EXTRACTED DATA –

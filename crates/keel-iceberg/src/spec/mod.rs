// Licensed under the Apache License, Version 2.0 (the "License");
// you may not use this file except in compliance with the License.
// You may obtain a copy of the License at
//
//     http://www.apache.org/licenses/LICENSE-2.0
//
// Unless required by applicable law or agreed to in writing, software
// distributed under the License is distributed on an "AS IS" BASIS,
// WITHOUT WARRANTIES OR CONDITIONS OF ANY KIND, either express or implied.
// See the License for the specific language governing permissions and
// limitations under the License.

pub mod partition;
pub mod schema;
pub mod transform;
pub mod types;
pub mod values;

pub use partition::*;
pub use schema::*;
pub use transform::*;
pub use types::*;
pub use values::*;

TASK DESCRIPTION – Return only the lines between the one holding "in writing, software" and the one holding "pub use schema::*;", inclusive, exactly as they appear above.

YOUR SOLUTION –
// Unless required by applicable law or agreed to in writing, software
// distributed under the License is distributed on an "AS IS" BASIS,
// WITHOUT WARRANTIES OR CONDITIONS OF ANY KIND, either express or implied.
// See the License for the specific language governing permissions and
// limitations under the License.

pub mod partition;
pub mod schema;
pub mod transform;
pub mod types;
pub mod values;

pub use partition::*;
pub use schema::*;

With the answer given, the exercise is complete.